In the data below, find every line with the string "path" and pull it out.

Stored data
********************
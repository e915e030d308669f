use config::{Config, ConfigError, Environment, File};
use serde::Deserialize;
use std::path::Path;
use crate::models::{ScoreWeights, SearchParameters};

/// Application configuration
#[derive(Debug, Clone, Deserialize)]
pub struct Settings {
    pub database: DatabaseSettings,
    #[serde(default)]
    pub search: SearchSettings,
    #[serde(default)]
    pub scoring: ScoringSettings,
}

#[derive(Debug, Clone, Deserialize)]
pub struct DatabaseSettings {
    pub url: String,
    pub max_connections: Option<u32>,
    pub min_connections: Option<u32>,
    pub acquire_timeout_secs: Option<u64>,
}

/// Default search parameters; callers may override per request
#[derive(Debug, Clone, Deserialize)]
pub struct SearchSettings {
    #[serde(default = "default_max_radius_miles")]
    pub max_radius_miles: f64,
    #[serde(default = "default_max_results")]
    pub max_results: usize,
    #[serde(default = "default_min_score")]
    pub min_score: f64,
    #[serde(default = "default_safety_cap")]
    pub safety_cap: usize,
    #[serde(default = "default_batch_size")]
    pub batch_size: usize,
    #[serde(default = "default_early_stop_multiplier")]
    pub early_stop_multiplier: usize,
    #[serde(default = "default_early_stop_quality_score")]
    pub early_stop_quality_score: f64,
}

impl Default for SearchSettings {
    fn default() -> Self {
        Self {
            max_radius_miles: default_max_radius_miles(),
            max_results: default_max_results(),
            min_score: default_min_score(),
            safety_cap: default_safety_cap(),
            batch_size: default_batch_size(),
            early_stop_multiplier: default_early_stop_multiplier(),
            early_stop_quality_score: default_early_stop_quality_score(),
        }
    }
}

impl From<&SearchSettings> for SearchParameters {
    fn from(value: &SearchSettings) -> Self {
        Self {
            max_radius_miles: value.max_radius_miles,
            max_results: value.max_results,
            min_score: value.min_score,
            safety_cap: value.safety_cap,
            batch_size: value.batch_size,
            early_stop_multiplier: value.early_stop_multiplier,
            early_stop_quality_score: value.early_stop_quality_score,
        }
    }
}

fn default_max_radius_miles() -> f64 { 5.0 }
fn default_max_results() -> usize { 50 }
fn default_min_score() -> f64 { 30.0 }
fn default_safety_cap() -> usize { 10_000 }
fn default_batch_size() -> usize { 1_000 }
fn default_early_stop_multiplier() -> usize { 3 }
fn default_early_stop_quality_score() -> f64 { 50.0 }

#[derive(Debug, Clone, Default, Deserialize)]
pub struct ScoringSettings {
    #[serde(default)]
    pub weights: WeightsConfig,
}

/// Maximum points per criterion; must sum to 100
#[derive(Debug, Clone, Deserialize)]
pub struct WeightsConfig {
    #[serde(default = "default_heated_area_weight")]
    pub heated_area: f64,
    #[serde(default = "default_lot_area_weight")]
    pub lot_area: f64,
    #[serde(default = "default_bedrooms_weight")]
    pub bedrooms: f64,
    #[serde(default = "default_bathrooms_weight")]
    pub bathrooms: f64,
    #[serde(default = "default_quality_weight")]
    pub quality: f64,
    #[serde(default = "default_features_weight")]
    pub features: f64,
    #[serde(default = "default_age_weight")]
    pub age: f64,
}

impl Default for WeightsConfig {
    fn default() -> Self {
        Self {
            heated_area: default_heated_area_weight(),
            lot_area: default_lot_area_weight(),
            bedrooms: default_bedrooms_weight(),
            bathrooms: default_bathrooms_weight(),
            quality: default_quality_weight(),
            features: default_features_weight(),
            age: default_age_weight(),
        }
    }
}

impl From<&WeightsConfig> for ScoreWeights {
    fn from(value: &WeightsConfig) -> Self {
        Self {
            heated_area: value.heated_area,
            lot_area: value.lot_area,
            bedrooms: value.bedrooms,
            bathrooms: value.bathrooms,
            quality: value.quality,
            features: value.features,
            age: value.age,
        }
    }
}

fn default_heated_area_weight() -> f64 { 22.0 }
fn default_lot_area_weight() -> f64 { 15.0 }
fn default_bedrooms_weight() -> f64 { 18.0 }
fn default_bathrooms_weight() -> f64 { 18.0 }
fn default_quality_weight() -> f64 { 12.0 }
fn default_features_weight() -> f64 { 10.0 }
fn default_age_weight() -> f64 { 5.0 }

impl Settings {
    /// Load configuration from file and environment variables
    ///
    /// Configuration is loaded in the following order (later overrides earlier):
    /// 1. Default values in the struct
    /// 2. Configuration file (config/default.toml)
    /// 3. Local overrides (config/local.toml)
    /// 4. Environment variables (prefixed with COMPS_)
    /// 5. DATABASE_URL, if set
    pub fn load() -> Result<Self, ConfigError> {
        let settings = Config::builder()
            .add_source(File::with_name("config/default").required(false))
            .add_source(File::with_name("config/local").required(false))
            // e.g., COMPS__SEARCH__MAX_RADIUS_MILES -> search.max_radius_miles
            .add_source(
                Environment::with_prefix("COMPS")
                    .prefix_separator("__")
                    .separator("__")
                    .try_parsing(true),
            )
            .build()?;

        with_database_url(settings)?.try_deserialize()
    }

    /// Load configuration from a custom path
    pub fn load_from<P: AsRef<Path>>(path: P) -> Result<Self, ConfigError> {
        let settings = Config::builder()
            .add_source(File::from(path.as_ref()))
            .add_source(
                Environment::with_prefix("COMPS")
                    .prefix_separator("__")
                    .separator("__")
                    .try_parsing(true),
            )
            .build()?;

        with_database_url(settings)?.try_deserialize()
    }
}

/// DATABASE_URL wins over anything in the files
fn with_database_url(settings: Config) -> Result<Config, ConfigError> {
    match std::env::var("DATABASE_URL") {
        Ok(url) => Config::builder()
            .add_source(settings)
            .set_override("database.url", url)?
            .build(),
        Err(_) => Ok(settings),
    }
}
********************
§ Written solution:
use std::path::Path;
    /// Load configuration from a custom path
    pub fn load_from<P: AsRef<Path>>(path: P) -> Result<Self, ConfigError> {
            .add_source(File::from(path.as_ref()))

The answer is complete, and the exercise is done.